You are right about all you said.

We are thinking more abt PR if he uses his relative visa and apply for PR as dependent on me...it's gonna take abt 2 yrs? But wth critical skills we all know just a couple of months. I think overall waiting time for critical skills n PR based on critical skills is better than that of endorsement n PR as a dependent on me.
So we will try to squeeze here and there for the money.


----------



## ray_mbchb (Dec 3, 2019)

Fortune07 said:


> You are right about all you said.
> 
> We are thinking more abt PR if he uses his relative visa and apply for PR as dependent on me...it's gonna take abt 2 yrs? But wth critical skills we all know just a couple of months. I think overall waiting time for critical skills n PR based on critical skills is better than that of endorsement n PR as a dependent on me.
> So we will try to squeeze here and there for the money.


That's so true... Now I'm regretting applying via the spousal route!
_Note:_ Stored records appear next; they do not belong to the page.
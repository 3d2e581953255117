use async_trait::async_trait;
use log::{ error, warn };
use reqwest::Client as HttpClient;
use serde::{ Deserialize, Serialize };
use serde_json::Value as JsonValue;
use std::time::Duration;
use crate::cli::Args;
use crate::error::HistoryError;
use crate::history::HistoryStore;
use crate::models::{ RawTurn, Role };

#[derive(Serialize)]
#[serde(rename_all = "camelCase")]
struct LogMessageRequest<'a> {
    conversation_id: &'a str,
    user_id: &'a str,
    role: Role,
    content: &'a str,
}

#[derive(Serialize)]
#[serde(rename_all = "camelCase")]
struct GetTurnsRequest<'a> {
    conversation_id: &'a str,
    max_turns: usize,
    lookback_minutes: u64,
}

#[derive(Deserialize, Default)]
#[serde(rename_all = "camelCase")]
struct LogMessageResponse {
    #[serde(default)]
    ok: bool,
    #[serde(default)]
    message_id: Option<JsonValue>,
    #[serde(default)]
    error: Option<JsonValue>,
}

#[derive(Deserialize, Default)]
struct GetTurnsResponse {
    #[serde(default)]
    ok: bool,
    #[serde(default)]
    messages: Vec<JsonValue>,
    #[serde(default)]
    error: Option<JsonValue>,
}

fn error_text(error: Option<JsonValue>, status: reqwest::StatusCode) -> String {
    match error {
        Some(JsonValue::String(s)) => s,
        Some(other) => other.to_string(),
        None => format!("HTTP {}", status),
    }
}

/// Turns persisted in Firestore behind the `logMessage` / `getTurns` Cloud Functions.
pub struct FunctionsHistoryStore {
    http: HttpClient,
    base_url: String,
}

impl FunctionsHistoryStore {
    pub fn new(args: &Args) -> Result<Self, HistoryError> {
        let base_url = args
            .functions_url()
            .ok_or_else(|| HistoryError::NotConfigured("FUNCTIONS_BASE_URL is not set".into()))?;
        let http = HttpClient::builder()
            .timeout(Duration::from_secs(args.http_timeout_secs))
            .build()?;
        Ok(Self::with_client(http, base_url))
    }

    pub fn with_client(http: HttpClient, base_url: &str) -> Self {
        Self {
            http,
            base_url: base_url.trim_end_matches('/').to_string(),
        }
    }

    async fn post<B: Serialize + ?Sized, R: for<'de> Deserialize<'de> + Default>(
        &self,
        function: &str,
        body: &B
    ) -> Result<(reqwest::StatusCode, R), HistoryError> {
        let url = format!("{}/{}", self.base_url, function);
        let resp = self.http.post(&url).json(body).send().await?;
        let status = resp.status();
        let text = resp.text().await?;
        // Error responses do not always carry a JSON body.
        let parsed = match serde_json::from_str::<R>(&text) {
            Ok(parsed) => parsed,
            Err(e) if status.is_success() => {
                return Err(HistoryError::Decode(e));
            }
            Err(_) => R::default(),
        };
        Ok((status, parsed))
    }
}

#[async_trait]
impl HistoryStore for FunctionsHistoryStore {
    async fn append_turn(
        &self,
        conversation_id: &str,
        user_id: &str,
        role: Role,
        content: &str
    ) -> Result<Option<String>, HistoryError> {
        let req = LogMessageRequest { conversation_id, user_id, role, content };
        let (status, resp) = self.post::<_, LogMessageResponse>("logMessage", &req).await?;

        if !status.is_success() || !resp.ok {
            let msg = error_text(resp.error, status);
            error!("logMessage failed for '{}': {}", conversation_id, msg);
            return Err(HistoryError::Rejected(msg));
        }

        Ok(
            resp.message_id.and_then(|id| {
                match id {
                    JsonValue::String(s) => Some(s),
                    JsonValue::Number(n) => Some(n.to_string()),
                    _ => None,
                }
            })
        )
    }

    async fn list_turns(
        &self,
        conversation_id: &str,
        max_turns: usize,
        lookback_minutes: u64
    ) -> Result<Vec<RawTurn>, HistoryError> {
        let req = GetTurnsRequest { conversation_id, max_turns, lookback_minutes };
        let (status, resp) = self.post::<_, GetTurnsResponse>("getTurns", &req).await?;

        if !status.is_success() || !resp.ok {
            let msg = error_text(resp.error, status);
            error!("getTurns failed for '{}': {}", conversation_id, msg);
            return Err(HistoryError::Rejected(msg));
        }

        let mut turns = Vec::with_capacity(resp.messages.len());
        for message in resp.messages {
            match serde_json::from_value::<RawTurn>(message) {
                Ok(raw) => turns.push(raw),
                Err(e) => warn!("Skipping undecodable turn for '{}': {}", conversation_id, e),
            }
        }
        Ok(turns)
    }
}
I have already put thru my PRP application, do you know if I can resubmit another one when i have my CSV? :confused2: That would be rather cheeky...


----------



## Fortune07 (Apr 14, 2016)

ray_mbchb said:


> That's so true... Now I'm regretting applying via the spousal route!
> 
> I have already put thru my PRP application, do you know if I can resubmit another one when i have my CSV? :confused2: That would be rather cheeky...


No, I don't think you can pit in two PR applications. Well do not fret, things work differently with every application, ur PR might still come out earlier than 2 yrs.


----------